Exercise
Each line in the data holding "after" should be listed.

Data for review
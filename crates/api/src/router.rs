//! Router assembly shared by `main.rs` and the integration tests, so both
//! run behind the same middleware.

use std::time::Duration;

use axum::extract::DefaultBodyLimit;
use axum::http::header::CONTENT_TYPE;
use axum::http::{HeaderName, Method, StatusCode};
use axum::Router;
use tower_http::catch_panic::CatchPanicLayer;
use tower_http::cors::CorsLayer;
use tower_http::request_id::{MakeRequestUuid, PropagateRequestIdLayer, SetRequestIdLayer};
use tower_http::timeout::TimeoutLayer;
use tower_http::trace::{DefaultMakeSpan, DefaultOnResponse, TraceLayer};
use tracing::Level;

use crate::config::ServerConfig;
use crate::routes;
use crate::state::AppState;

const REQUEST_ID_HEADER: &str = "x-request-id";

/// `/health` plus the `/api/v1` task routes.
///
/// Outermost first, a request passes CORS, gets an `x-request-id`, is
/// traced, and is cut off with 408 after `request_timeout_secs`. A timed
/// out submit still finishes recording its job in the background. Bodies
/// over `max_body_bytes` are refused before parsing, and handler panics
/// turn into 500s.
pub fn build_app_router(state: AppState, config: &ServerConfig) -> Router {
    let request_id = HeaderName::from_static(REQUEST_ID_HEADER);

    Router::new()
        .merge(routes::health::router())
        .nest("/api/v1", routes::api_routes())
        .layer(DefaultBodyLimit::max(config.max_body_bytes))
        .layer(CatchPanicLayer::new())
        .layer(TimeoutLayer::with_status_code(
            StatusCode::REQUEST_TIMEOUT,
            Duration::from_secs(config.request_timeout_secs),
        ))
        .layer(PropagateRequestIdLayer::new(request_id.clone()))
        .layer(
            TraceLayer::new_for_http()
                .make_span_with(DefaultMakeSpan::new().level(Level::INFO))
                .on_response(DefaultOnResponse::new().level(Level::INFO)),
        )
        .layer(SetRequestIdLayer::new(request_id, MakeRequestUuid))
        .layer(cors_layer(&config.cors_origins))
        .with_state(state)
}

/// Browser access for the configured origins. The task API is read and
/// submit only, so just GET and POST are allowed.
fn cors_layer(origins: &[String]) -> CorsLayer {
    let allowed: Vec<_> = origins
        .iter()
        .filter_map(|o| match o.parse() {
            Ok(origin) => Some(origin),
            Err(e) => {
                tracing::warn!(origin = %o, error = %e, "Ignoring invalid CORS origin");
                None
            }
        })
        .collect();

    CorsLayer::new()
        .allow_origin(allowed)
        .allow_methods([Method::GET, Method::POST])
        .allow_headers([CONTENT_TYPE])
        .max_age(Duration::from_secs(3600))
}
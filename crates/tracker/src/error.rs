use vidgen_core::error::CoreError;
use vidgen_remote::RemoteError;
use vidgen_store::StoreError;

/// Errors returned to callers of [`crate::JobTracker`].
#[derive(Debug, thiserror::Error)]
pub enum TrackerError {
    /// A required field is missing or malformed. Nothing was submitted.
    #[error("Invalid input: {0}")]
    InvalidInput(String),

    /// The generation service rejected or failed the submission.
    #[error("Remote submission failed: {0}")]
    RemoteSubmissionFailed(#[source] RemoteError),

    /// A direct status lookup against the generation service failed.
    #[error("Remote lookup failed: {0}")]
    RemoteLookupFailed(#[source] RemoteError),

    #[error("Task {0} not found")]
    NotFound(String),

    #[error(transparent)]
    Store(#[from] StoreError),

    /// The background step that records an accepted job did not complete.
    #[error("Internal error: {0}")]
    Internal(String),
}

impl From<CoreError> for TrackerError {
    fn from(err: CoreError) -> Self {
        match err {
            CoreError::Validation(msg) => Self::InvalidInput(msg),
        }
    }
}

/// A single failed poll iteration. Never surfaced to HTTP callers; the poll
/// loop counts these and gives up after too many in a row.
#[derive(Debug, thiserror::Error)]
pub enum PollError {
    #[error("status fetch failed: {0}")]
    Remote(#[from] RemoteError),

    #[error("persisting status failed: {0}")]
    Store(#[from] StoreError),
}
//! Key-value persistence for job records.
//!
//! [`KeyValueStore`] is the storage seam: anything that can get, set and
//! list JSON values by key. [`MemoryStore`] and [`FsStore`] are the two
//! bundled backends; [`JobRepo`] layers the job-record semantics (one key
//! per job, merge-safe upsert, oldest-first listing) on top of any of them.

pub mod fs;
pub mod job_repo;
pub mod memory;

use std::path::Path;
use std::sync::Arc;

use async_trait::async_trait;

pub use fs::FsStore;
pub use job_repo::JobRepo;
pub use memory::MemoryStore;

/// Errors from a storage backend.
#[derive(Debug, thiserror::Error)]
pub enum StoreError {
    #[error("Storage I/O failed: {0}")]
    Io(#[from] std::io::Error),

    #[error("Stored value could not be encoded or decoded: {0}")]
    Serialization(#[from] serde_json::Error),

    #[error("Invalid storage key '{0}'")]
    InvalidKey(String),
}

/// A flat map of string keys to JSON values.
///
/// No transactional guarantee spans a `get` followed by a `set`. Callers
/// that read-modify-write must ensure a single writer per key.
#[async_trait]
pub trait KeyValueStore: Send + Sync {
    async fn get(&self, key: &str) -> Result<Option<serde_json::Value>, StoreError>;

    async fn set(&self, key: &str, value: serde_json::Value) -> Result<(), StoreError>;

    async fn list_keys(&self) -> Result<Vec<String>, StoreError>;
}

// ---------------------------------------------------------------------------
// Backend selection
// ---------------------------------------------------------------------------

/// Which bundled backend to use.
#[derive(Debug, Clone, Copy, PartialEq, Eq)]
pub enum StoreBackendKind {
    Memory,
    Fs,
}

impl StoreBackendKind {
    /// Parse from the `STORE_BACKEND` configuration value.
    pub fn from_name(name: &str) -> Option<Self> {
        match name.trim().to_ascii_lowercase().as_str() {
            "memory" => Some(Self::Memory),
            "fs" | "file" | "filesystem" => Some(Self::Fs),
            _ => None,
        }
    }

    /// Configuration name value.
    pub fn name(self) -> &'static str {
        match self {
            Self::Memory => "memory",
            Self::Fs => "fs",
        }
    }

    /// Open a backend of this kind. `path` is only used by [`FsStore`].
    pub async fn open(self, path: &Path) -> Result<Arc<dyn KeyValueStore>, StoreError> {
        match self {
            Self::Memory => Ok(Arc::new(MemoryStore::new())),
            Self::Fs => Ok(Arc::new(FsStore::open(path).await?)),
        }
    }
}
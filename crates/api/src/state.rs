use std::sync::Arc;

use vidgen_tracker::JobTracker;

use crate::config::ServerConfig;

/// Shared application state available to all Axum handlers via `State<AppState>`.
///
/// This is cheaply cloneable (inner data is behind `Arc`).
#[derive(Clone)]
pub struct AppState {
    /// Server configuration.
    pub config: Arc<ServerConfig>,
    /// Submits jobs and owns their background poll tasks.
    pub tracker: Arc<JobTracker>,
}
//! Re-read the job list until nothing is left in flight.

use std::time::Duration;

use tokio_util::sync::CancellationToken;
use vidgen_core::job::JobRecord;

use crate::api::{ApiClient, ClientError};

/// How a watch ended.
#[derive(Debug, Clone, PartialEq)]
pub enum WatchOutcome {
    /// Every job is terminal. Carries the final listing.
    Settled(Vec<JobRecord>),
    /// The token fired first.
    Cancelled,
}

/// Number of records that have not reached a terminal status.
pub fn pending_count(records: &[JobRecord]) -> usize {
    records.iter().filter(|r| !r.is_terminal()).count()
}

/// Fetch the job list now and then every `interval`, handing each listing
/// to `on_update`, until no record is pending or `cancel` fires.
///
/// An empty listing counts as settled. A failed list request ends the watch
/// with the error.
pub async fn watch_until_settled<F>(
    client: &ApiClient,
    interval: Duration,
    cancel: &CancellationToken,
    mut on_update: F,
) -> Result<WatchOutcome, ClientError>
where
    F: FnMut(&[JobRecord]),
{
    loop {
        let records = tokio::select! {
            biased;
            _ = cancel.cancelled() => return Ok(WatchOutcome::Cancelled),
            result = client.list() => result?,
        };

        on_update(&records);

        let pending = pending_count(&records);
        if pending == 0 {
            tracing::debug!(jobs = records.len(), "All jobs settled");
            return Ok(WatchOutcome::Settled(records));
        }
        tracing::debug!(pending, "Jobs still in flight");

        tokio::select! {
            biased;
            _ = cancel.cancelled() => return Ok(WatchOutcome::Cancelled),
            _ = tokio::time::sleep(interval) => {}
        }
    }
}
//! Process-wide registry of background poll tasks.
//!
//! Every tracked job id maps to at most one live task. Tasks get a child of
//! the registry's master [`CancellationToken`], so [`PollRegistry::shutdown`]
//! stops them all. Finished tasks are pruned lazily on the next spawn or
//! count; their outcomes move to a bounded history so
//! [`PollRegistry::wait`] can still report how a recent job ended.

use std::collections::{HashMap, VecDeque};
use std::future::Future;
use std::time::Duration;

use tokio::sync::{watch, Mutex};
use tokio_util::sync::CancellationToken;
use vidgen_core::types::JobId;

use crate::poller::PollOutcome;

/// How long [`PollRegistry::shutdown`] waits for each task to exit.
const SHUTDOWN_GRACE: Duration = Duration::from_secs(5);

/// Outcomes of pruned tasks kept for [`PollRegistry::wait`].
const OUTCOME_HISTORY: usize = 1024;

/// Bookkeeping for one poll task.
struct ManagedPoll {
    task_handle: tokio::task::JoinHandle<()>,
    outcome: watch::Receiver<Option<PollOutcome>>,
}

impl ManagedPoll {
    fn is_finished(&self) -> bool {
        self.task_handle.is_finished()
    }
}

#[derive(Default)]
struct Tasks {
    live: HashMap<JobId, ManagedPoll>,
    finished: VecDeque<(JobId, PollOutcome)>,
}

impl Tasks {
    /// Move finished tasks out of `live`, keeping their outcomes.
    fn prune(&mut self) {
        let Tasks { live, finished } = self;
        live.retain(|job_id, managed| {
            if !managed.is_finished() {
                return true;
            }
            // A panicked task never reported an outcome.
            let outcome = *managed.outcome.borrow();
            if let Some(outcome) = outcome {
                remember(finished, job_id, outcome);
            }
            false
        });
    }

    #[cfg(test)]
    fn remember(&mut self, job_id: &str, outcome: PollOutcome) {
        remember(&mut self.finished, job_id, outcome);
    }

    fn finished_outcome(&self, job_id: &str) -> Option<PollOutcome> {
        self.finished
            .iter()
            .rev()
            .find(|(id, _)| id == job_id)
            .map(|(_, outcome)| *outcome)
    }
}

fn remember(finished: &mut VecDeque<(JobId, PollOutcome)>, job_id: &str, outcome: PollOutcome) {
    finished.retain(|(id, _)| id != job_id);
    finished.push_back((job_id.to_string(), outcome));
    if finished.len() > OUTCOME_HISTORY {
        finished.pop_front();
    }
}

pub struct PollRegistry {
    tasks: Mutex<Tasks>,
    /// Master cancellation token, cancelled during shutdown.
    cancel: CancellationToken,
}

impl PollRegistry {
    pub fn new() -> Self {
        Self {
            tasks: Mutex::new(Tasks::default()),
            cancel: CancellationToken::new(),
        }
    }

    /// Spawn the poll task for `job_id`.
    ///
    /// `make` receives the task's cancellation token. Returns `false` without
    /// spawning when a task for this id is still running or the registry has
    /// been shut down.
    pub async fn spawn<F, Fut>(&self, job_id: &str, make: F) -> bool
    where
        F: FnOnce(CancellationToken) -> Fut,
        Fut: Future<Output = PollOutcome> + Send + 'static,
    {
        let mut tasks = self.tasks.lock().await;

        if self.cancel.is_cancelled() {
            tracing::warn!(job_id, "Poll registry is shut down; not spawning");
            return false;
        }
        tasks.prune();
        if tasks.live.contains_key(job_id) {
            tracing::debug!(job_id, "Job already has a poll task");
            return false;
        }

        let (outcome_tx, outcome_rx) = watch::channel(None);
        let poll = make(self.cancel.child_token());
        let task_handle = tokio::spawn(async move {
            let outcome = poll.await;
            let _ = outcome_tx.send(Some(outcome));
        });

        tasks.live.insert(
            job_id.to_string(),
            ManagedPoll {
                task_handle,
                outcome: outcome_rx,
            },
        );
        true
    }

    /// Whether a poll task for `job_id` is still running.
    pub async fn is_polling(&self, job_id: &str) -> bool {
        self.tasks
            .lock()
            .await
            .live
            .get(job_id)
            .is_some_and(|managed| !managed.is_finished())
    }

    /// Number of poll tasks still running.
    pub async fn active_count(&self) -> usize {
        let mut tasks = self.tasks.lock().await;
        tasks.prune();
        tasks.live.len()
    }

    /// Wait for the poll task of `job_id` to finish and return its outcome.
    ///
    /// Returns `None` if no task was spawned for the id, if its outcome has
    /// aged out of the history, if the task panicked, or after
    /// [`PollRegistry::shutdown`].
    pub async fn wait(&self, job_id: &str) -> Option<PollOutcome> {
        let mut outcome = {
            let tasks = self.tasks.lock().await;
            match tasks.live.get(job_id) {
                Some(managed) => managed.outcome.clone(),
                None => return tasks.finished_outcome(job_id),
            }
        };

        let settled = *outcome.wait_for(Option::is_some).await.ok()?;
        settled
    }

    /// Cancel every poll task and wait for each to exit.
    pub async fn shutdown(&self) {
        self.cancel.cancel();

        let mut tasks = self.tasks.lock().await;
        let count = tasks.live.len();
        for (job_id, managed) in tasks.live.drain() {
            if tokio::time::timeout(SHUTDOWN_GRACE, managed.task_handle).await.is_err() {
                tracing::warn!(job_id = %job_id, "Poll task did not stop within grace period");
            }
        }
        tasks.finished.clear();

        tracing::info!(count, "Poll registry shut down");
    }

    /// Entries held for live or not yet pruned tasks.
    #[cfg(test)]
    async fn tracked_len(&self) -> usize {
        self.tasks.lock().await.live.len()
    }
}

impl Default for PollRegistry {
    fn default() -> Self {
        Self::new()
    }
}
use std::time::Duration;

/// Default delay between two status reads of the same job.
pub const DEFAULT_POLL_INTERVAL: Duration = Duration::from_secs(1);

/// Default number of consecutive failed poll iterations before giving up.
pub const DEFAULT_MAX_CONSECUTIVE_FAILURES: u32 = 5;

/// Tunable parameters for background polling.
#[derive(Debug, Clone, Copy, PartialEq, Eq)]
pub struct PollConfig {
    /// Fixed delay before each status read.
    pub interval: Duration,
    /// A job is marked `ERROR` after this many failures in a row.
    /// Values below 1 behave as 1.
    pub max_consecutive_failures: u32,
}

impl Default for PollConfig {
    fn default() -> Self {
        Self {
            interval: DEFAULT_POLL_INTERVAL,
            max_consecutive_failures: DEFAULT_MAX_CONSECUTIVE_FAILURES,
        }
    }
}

Answer for this exercise
/// traced, and is cut off with 408 after `request_timeout_secs`. A timed
/// loop counts these and gives up after too many in a row.
    /// aged out of the history, if the task panicked, or after
    /// A job is marked `ERROR` after this many failures in a row.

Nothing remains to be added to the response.